Late preterm infants have special needs. If your baby is born at 34 to 36 weeks, your baby didn't have all the time she needed to grow and mature. She may experience some challenges in the following areas:
Your baby's lungs may not be fully developed and she may not breathe well. Because her brain is immature, she may forget to breathe at times (apnea).
Late preterm babies may have a weak suck and swallow and may not feed well at first. They may not awaken for feedings or give cues when they are hungry. Good feeding is important for growth, normal levels of blood sugar and hydration. Colostrum and breast milk are specially designed to keep your baby healthy. You will receive extra help from your nurse and a certified lactation counselor to learn how to successfully breastfeed. Your baby's suck may not be strong enough to stimulate your milk to come in. Pumping your breasts after feedings will help. A plentiful milk supply will make it easier for your late preterm baby to breastfeed.
Your baby is probably small and has little fat stored up. Because of this, she may get cold and burn too many calories trying to stay warm. She will need her temperature checked regularly during her hospitalization.
Your baby has an immature immune system, placing her at greater risk for infection.
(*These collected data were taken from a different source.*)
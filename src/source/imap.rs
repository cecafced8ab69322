//! IMAP over TLS.

use std::collections::HashMap;
use std::net::{TcpStream, ToSocketAddrs};

use chrono::{DateTime, Utc};
use native_tls::{TlsConnector, TlsStream};
use tracing::{debug, warn};

use crate::config::ImapConfig;
use crate::error::{Result, SyncError};
use crate::model::{CandidateMessage, Disposition, Part, SearchPredicate};
use crate::parser::mime;

use super::{MailSession, MailSource};

/// UIDs fetched per `UID FETCH` round trip.
const FETCH_CHUNK: usize = 50;

/// Raw bodies kept between `search` and `fetch_part`. Bodies past this are
/// dropped after parsing and fetched again when their parts are needed.
const BODY_CACHE_BYTES: usize = 32 * 1024 * 1024;

/// Identity and timestamp only, for scans.
const SCAN_QUERY: &str = "(UID INTERNALDATE ENVELOPE)";

type ImapStream = TlsStream<TcpStream>;

/// IMAP mailbox reached over implicit TLS.
pub struct ImapSource {
    config: ImapConfig,
}

impl ImapSource {
    pub fn new(config: ImapConfig) -> Self {
        Self { config }
    }

    fn open_stream(&self) -> Result<ImapStream> {
        let host = self.config.host.as_str();
        let addr = (host, self.config.port)
            .to_socket_addrs()?
            .next()
            .ok_or_else(|| SyncError::Network(format!("Could not resolve {host}")))?;

        let tcp = TcpStream::connect_timeout(&addr, self.config.connect_timeout())?;
        tcp.set_read_timeout(Some(self.config.io_timeout()))?;
        tcp.set_write_timeout(Some(self.config.io_timeout()))?;

        let tls = TlsConnector::builder()
            .danger_accept_invalid_certs(self.config.accept_invalid_certs)
            .build()
            .map_err(|e| SyncError::Network(format!("TLS connector build failed: {e}")))?;

        tls.connect(host, tcp)
            .map_err(|e| SyncError::Network(format!("TLS handshake with {host} failed: {e}")))
    }
}

impl MailSource for ImapSource {
    fn connect(&self) -> Result<Box<dyn MailSession>> {
        let stream = self.open_stream()?;
        let mut client = imap::Client::new(stream);
        client.read_greeting().map_err(network_error)?;

        let session = client
            .login(&self.config.username, &self.config.password)
            .map_err(|(e, _)| SyncError::Auth(e.to_string()))?;

        debug!(host = %self.config.host, user = %self.config.username, "IMAP session established");
        Ok(Box::new(ImapSession {
            session,
            bodies: BodyCache::new(BODY_CACHE_BYTES),
        }))
    }
}

struct ImapSession {
    session: imap::Session<ImapStream>,
    /// Raw bodies of messages that have attachment parts, by UID.
    bodies: BodyCache,
}

impl ImapSession {
    /// Sorted UIDs matching `predicate`.
    fn search_uids(&mut self, predicate: &SearchPredicate) -> Result<Vec<u32>> {
        let query = search_query(predicate);
        debug!(%query, "UID SEARCH");

        let uids = match self.session.uid_search(&query) {
            Ok(uids) => uids,
            Err(imap::error::Error::Bad(msg)) | Err(imap::error::Error::No(msg)) => {
                return Err(SyncError::UnsupportedPredicate(format!("{query}: {msg}")));
            }
            Err(e) => return Err(network_error(e)),
        };

        let mut uids: Vec<u32> = uids.into_iter().collect();
        uids.sort_unstable();
        Ok(uids)
    }

    fn fetch_candidates(&mut self, uids: &[u32]) -> Result<Vec<CandidateMessage>> {
        let mut candidates = Vec::with_capacity(uids.len());

        for chunk in uids.chunks(FETCH_CHUNK) {
            let set = uid_set(chunk);
            let fetches = self
                .session
                .uid_fetch(&set, "(UID INTERNALDATE BODY.PEEK[])")
                .map_err(network_error)?;

            for fetch in fetches.iter() {
                let Some(uid) = fetch.uid else {
                    warn!(seq = fetch.message, "FETCH response without UID, skipping");
                    continue;
                };
                let Some(raw) = fetch.body() else {
                    warn!(uid, "FETCH response without body, skipping");
                    continue;
                };

                let parsed = mime::parse_message(raw);
                let timestamp = fetch
                    .internal_date()
                    .map(|d| d.with_timezone(&Utc))
                    .or_else(|| parsed.as_ref().and_then(|p| p.date))
                    .unwrap_or(DateTime::UNIX_EPOCH);
                let (message_id, parts) = match parsed {
                    Some(p) => (p.message_id, p.parts),
                    None => {
                        warn!(uid, "Message could not be parsed, treating it as partless");
                        (None, Vec::new())
                    }
                };

                if parts.iter().any(|p| p.disposition == Disposition::Attachment)
                    && !self.bodies.offer(uid, raw)
                {
                    debug!(uid, size = raw.len(), "Body cache full, will fetch again on demand");
                }

                candidates.push(CandidateMessage {
                    id: message_id,
                    sequence: Some(uid),
                    timestamp,
                    parts,
                });
            }
        }

        Ok(candidates)
    }

    fn fetch_body(&mut self, uid: u32) -> Result<Vec<u8>> {
        let fetches = self
            .session
            .uid_fetch(uid.to_string(), "BODY.PEEK[]")
            .map_err(network_error)?;
        fetches
            .iter()
            .find_map(|f| f.body().map(<[u8]>::to_vec))
            .ok_or_else(|| SyncError::Network(format!("UID {uid} vanished before its parts were fetched")))
    }
}

impl MailSession for ImapSession {
    fn open_mailbox(&mut self, name: &str) -> Result<()> {
        // EXAMINE is read-only: nothing gets marked \Seen.
        match self.session.examine(name) {
            Ok(mailbox) => {
                debug!(mailbox = name, exists = mailbox.exists, "Mailbox opened");
                Ok(())
            }
            Err(imap::error::Error::No(msg)) => {
                Err(SyncError::MailboxNotFound(format!("{name}: {msg}")))
            }
            Err(e) => Err(network_error(e)),
        }
    }

    fn search(&mut self, predicate: &SearchPredicate) -> Result<Vec<CandidateMessage>> {
        let uids = self.search_uids(predicate)?;
        self.bodies.clear();
        self.fetch_candidates(&uids)
    }

    fn count(&mut self, predicate: &SearchPredicate) -> Result<usize> {
        Ok(self.search_uids(predicate)?.len())
    }

    fn scan(&mut self, predicate: &SearchPredicate) -> Result<Vec<CandidateMessage>> {
        let uids = self.search_uids(predicate)?;
        let mut scanned = Vec::with_capacity(uids.len());

        for chunk in uids.chunks(FETCH_CHUNK) {
            let fetches = self
                .session
                .uid_fetch(uid_set(chunk), SCAN_QUERY)
                .map_err(network_error)?;

            for fetch in fetches.iter() {
                let Some(uid) = fetch.uid else {
                    warn!(seq = fetch.message, "FETCH response without UID, skipping");
                    continue;
                };
                let id = fetch
                    .envelope()
                    .and_then(|e| e.message_id.as_deref())
                    .and_then(|raw| std::str::from_utf8(raw).ok())
                    .map(|id| id.trim().trim_matches(['<', '>']).to_string())
                    .filter(|id| !id.is_empty());

                scanned.push(CandidateMessage {
                    id,
                    sequence: Some(uid),
                    timestamp: fetch
                        .internal_date()
                        .map(|d| d.with_timezone(&Utc))
                        .unwrap_or(DateTime::UNIX_EPOCH),
                    parts: Vec::new(),
                });
            }
        }

        Ok(scanned)
    }

    fn fetch_part(&mut self, message: &CandidateMessage, part: &Part) -> Result<Vec<u8>> {
        let uid = message
            .sequence
            .ok_or_else(|| SyncError::Network("Message has no UID".into()))?;

        if self.bodies.get(uid).is_none() {
            let body = self.fetch_body(uid)?;
            self.bodies.insert(uid, body);
        }
        match self.bodies.get(uid) {
            Some(raw) => mime::extract_part(raw, part.part_ref),
            None => Err(SyncError::Network(format!("UID {uid} body not available"))),
        }
    }

    fn release(&mut self, message: &CandidateMessage) {
        if let Some(uid) = message.sequence {
            self.bodies.remove(uid);
        }
    }

    fn logout(mut self: Box<Self>) {
        if let Err(e) = self.session.logout() {
            debug!(error = %e, "IMAP logout failed");
        }
    }
}

/// Raw message bodies by UID, bounded by total size.
#[derive(Debug)]
struct BodyCache {
    bodies: HashMap<u32, Vec<u8>>,
    bytes: usize,
    limit: usize,
}

impl BodyCache {
    fn new(limit: usize) -> Self {
        Self {
            bodies: HashMap::new(),
            bytes: 0,
            limit,
        }
    }

    /// Keep a copy of `body` if it fits in the budget.
    fn offer(&mut self, uid: u32, body: &[u8]) -> bool {
        if self.bytes + body.len() > self.limit {
            return false;
        }
        self.insert(uid, body.to_vec());
        true
    }

    /// Keep `body` regardless of the budget. Used for the message being
    /// extracted right now, which is released right after.
    fn insert(&mut self, uid: u32, body: Vec<u8>) {
        self.bytes += body.len();
        if let Some(old) = self.bodies.insert(uid, body) {
            self.bytes -= old.len();
        }
    }

    fn get(&self, uid: u32) -> Option<&[u8]> {
        self.bodies.get(&uid).map(Vec::as_slice)
    }

    fn remove(&mut self, uid: u32) {
        if let Some(old) = self.bodies.remove(&uid) {
            self.bytes -= old.len();
        }
    }

    fn clear(&mut self) {
        self.bodies.clear();
        self.bytes = 0;
    }
}

/// IMAP `SEARCH` criteria for a predicate.
///
/// `UID n:*` always matches the highest UID even when it is below `n`, so
/// callers must still filter the result.
fn search_query(predicate: &SearchPredicate) -> String {
    match predicate {
        SearchPredicate::All => "ALL".to_string(),
        SearchPredicate::SinceDate(day) => format!("SINCE {}", day.format("%d-%b-%Y")),
        SearchPredicate::SequenceGreaterThan(n) => format!("UID {}:*", n.saturating_add(1)),
    }
}

/// Comma-separated UID set.
fn uid_set(uids: &[u32]) -> String {
    uids.iter()
        .map(u32::to_string)
        .collect::<Vec<_>>()
        .join(",")
}

fn network_error(error: imap::error::Error) -> SyncError {
    SyncError::Network(format!("IMAP error: {error}"))
}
Early symptoms of infection may include difficulty with breathing or feeding, poor temperature control or decreased energy levels.
Jaundice is when the eyes and skin become yellow from a build up of bilirubin. Bilirubin is processed by the liver and then removed from the body by the intestines. Late preterm babies have immature livers and are more likely to have jaundice. Poor feeding can make bilirubin increase. A high bilirubin can lead to serious complications if not found and treated early. We will be watching your baby closely.